◆ Problem
The answer must be every line of the records below that contains the word "ChatCompletionResponse", copied out.

Stored data entries

━━━

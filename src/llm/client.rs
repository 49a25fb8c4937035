//! Completion client: one prompt in, one trimmed reply or one classified
//! failure out.
//!
//! Exactly one outbound request per call. No retries, no fallback model, no
//! caching between calls.

use super::transport::{HttpTransport, TransportError, TransportRequest};
use super::types::{ChatCompletionResponse, CompletionRequest};
use crate::config::Config;
use crate::error::ErrorKind;
use std::sync::Arc;
use thiserror::Error;

/// Longest slice of an upstream error body carried into a failure detail.
const BODY_EXCERPT_CHARS: usize = 500;

#[derive(Debug, Error)]
pub enum CompletionError {
    #[error("{0}")]
    Configuration(String),

    #[error("API error ({status}): {}", excerpt(.body))]
    Status { status: u16, body: String },

    #[error("{0}")]
    Transport(#[from] TransportError),

    #[error("{0}")]
    MalformedResponse(String),
}

impl CompletionError {
    pub fn kind(&self) -> ErrorKind {
        match self {
            CompletionError::Configuration(_) => ErrorKind::Configuration,
            CompletionError::Status { .. } | CompletionError::Transport(_) => {
                ErrorKind::TransportOrServer
            }
            CompletionError::MalformedResponse(_) => ErrorKind::MalformedResponse,
        }
    }

    /// HTTP status received from the provider, if one was.
    pub fn status(&self) -> Option<u16> {
        match self {
            CompletionError::Status { status, .. } => Some(*status),
            _ => None,
        }
    }
}

fn excerpt(body: &str) -> String {
    match body.char_indices().nth(BODY_EXCERPT_CHARS) {
        Some((cut, _)) => format!("{}...", &body[..cut]),
        None => body.to_string(),
    }
}

pub struct CompletionClient {
    transport: Arc<dyn HttpTransport>,
    api_key: Option<String>,
    endpoint: String,
    model: String,
    system_prompt: String,
    max_tokens: u32,
    temperature: Option<f32>,
    extra_headers: Vec<(String, String)>,
}

impl CompletionClient {
    pub fn new(config: &Config, transport: Arc<dyn HttpTransport>) -> Self {
        Self {
            transport,
            api_key: config.api_key.clone(),
            endpoint: config.endpoint.clone(),
            model: config.model.clone(),
            system_prompt: config.system_prompt.clone(),
            max_tokens: config.max_tokens,
            temperature: config.temperature,
            extra_headers: config.extra_headers.clone(),
        }
    }

    /// Fresh request envelope for one user prompt.
    pub fn build_request(&self, user_prompt: &str) -> CompletionRequest {
        CompletionRequest {
            system_prompt: self.system_prompt.clone(),
            user_prompt: user_prompt.to_string(),
            max_output_tokens: self.max_tokens,
            temperature: self.temperature,
        }
    }

    /// Send `user_prompt` to the provider and return the trimmed reply.
    pub async fn complete(&self, user_prompt: &str) -> Result<String, CompletionError> {
        let api_key = match self.api_key.as_deref() {
            Some(key) if !key.is_empty() => key,
            _ => {
                log::warn!("[LLM] No API key configured, skipping request");
                return Err(CompletionError::Configuration(
                    "API key not configured".to_string(),
                ));
            }
        };

        let request = self.build_request(user_prompt);
        let body = serde_json::to_value(request.to_body(&self.model))
            .map_err(|e| CompletionError::MalformedResponse(e.to_string()))?;

        let mut headers = vec![("Authorization".to_string(), format!("Bearer {}", api_key))];
        headers.extend(self.extra_headers.iter().cloned());

        log::info!("[LLM] Model: {}", self.model);
        let start = std::time::Instant::now();

        let response = match self
            .transport
            .post_json(TransportRequest {
                url: self.endpoint.clone(),
                headers,
                body,
            })
            .await
        {
            Ok(resp) => resp,
            Err(e) => {
                let err = self.mask(CompletionError::Transport(e));
                log::error!("[LLM] HTTP request failed: {}", err);
                return Err(err);
            }
        };

        log::info!("[LLM] API latency: {}ms", start.elapsed().as_millis());

        if !response.is_success() {
            let err = self.mask(CompletionError::Status {
                status: response.status,
                body: response.body,
            });
            log::error!("[LLM] {}", err);
            return Err(err);
        }

        let parsed: ChatCompletionResponse = serde_json::from_str(&response.body).map_err(|e| {
            log::warn!("[LLM] Response body is not a chat completion: {}", e);
            CompletionError::MalformedResponse(format!("Unreadable response body: {}", e))
        })?;

        match parsed.first_text() {
            Some(text) => {
                log::info!("[LLM] Reply: {} chars", text.len());
                Ok(text.to_string())
            }
            None => {
                log::warn!("[LLM] Response carried no message content");
                Err(CompletionError::MalformedResponse(
                    "No response content from provider".to_string(),
                ))
            }
        }
    }

    /// Strip the credential from anything that may be shown to a caller.
    fn mask(&self, err: CompletionError) -> CompletionError {
        let Some(key) = self.api_key.as_deref().filter(|k| !k.is_empty()) else {
            return err;
        };
        match err {
            CompletionError::Status { status, body } if body.contains(key) => {
                CompletionError::Status {
                    status,
                    body: body.replace(key, "***"),
                }
            }
            CompletionError::Transport(e) if e.to_string().contains(key) => {
                CompletionError::Transport(TransportError::Other(
                    e.to_string().replace(key, "***"),
                ))
            }
            other => other,
        }
    }
}

#[cfg(test)]
mod tests {
    use super::*;

    #[test]
    fn kinds_follow_taxonomy() {
        assert_eq!(
            CompletionError::Configuration("x".into()).kind(),
            ErrorKind::Configuration
        );
        assert_eq!(
            CompletionError::Status {
                status: 500,
                body: String::new()
            }
            .kind(),
            ErrorKind::TransportOrServer
        );
        assert_eq!(
            CompletionError::Transport(TransportError::Connect("refused".into())).kind(),
            ErrorKind::TransportOrServer
        );
        assert_eq!(
            CompletionError::MalformedResponse("x".into()).kind(),
            ErrorKind::MalformedResponse
        );
    }

    #[test]
    fn status_message_carries_code_and_body() {
        let err = CompletionError::Status {
            status: 503,
            body: "overloaded".into(),
        };
        assert_eq!(err.to_string(), "API error (503): overloaded");
        assert_eq!(err.status(), Some(503));
    }

    #[test]
    fn long_bodies_are_cut_to_an_excerpt() {
        let body = "é".repeat(BODY_EXCERPT_CHARS + 10);
        let shown = excerpt(&body);
        assert!(shown.ends_with("..."));
        assert_eq!(shown.chars().count(), BODY_EXCERPT_CHARS + 3);
    }
}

━━━

◆ Reply to the task
use super::types::{ChatCompletionResponse, CompletionRequest};
        let parsed: ChatCompletionResponse = serde_json::from_str(&response.body).map_err(|e| {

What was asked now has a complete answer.